And that wasn't even counting the day to day triggers Olivia grappled with: loud, unexpected sounds; a stranger with a smile like his; the whiff of cigarette smoke inside a cab; her fiancée groping her breasts and unbuckling her belt from behind. There wasn't a day that went by without at least a passing thought of Lewis, it seemed.

Yeah, she was totally over it.

"Well, then you're a hell of a lot stronger than I am," Alex said with thinly veiled admiration.
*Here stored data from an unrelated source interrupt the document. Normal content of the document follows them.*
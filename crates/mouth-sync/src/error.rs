use thiserror::Error;

pub type Result<T, E = Error> = core::result::Result<T, E>;

#[derive(Debug, Error)]
pub enum Error {
    #[error("invalid sample rate: {0}")]
    SampleRate(u32),
    #[error("failed to spawn analyzer thread: {0}")]
    Spawn(String),
}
She slipped off her glasses, folding them into her lap with the one hand, the opposite arm draped half along the back of the couch, half around Olivia's shoulder. "Sometimes I still duck for cover when a car backfires. And I can't seem to break the habit of not telling people my real name. Some guy hit on me at the airport bar, and I told him my name was Emily. He called me 'Em' the entire flight here."

"Oh God." Olivia wrinkled her nose in disgust. If she had a nickel for every time a complete stranger thought he had permission to call her "Liv," or the shortened version of whatever fake name she had given him, she would be a wealthy woman. "But that's not a sign of weakness, you know. It's actually smart not giving your real name. The car thing gets me too, though. Are you seeing a therapist?"

Alex ducked her head just enough that the twitch in her lips was almost indiscernible, but Olivia caught the faintest glimpse and immediately felt foolish. Amanda laughed off the idea of therapy too. "I'm sorry, that's none of my business," said Olivia, shaking her head and untucking her legs as if she meant to stand. "I shouldn't have asked. I know people think therapy is just paying someone to listen to your problems, but it's been helpful to me, that's all I—"

"Liv, it's okay."

The hand in Alex's lap switched to Olivia's knee, gently discouraging her from moving away. They were very close now, the body heat Alex emanated making the warmth inside Olivia's turtleneck unbearable. She tugged uncomfortably at the collar, tempted to flap it until she cooled off. Why did she drink so much damn wine?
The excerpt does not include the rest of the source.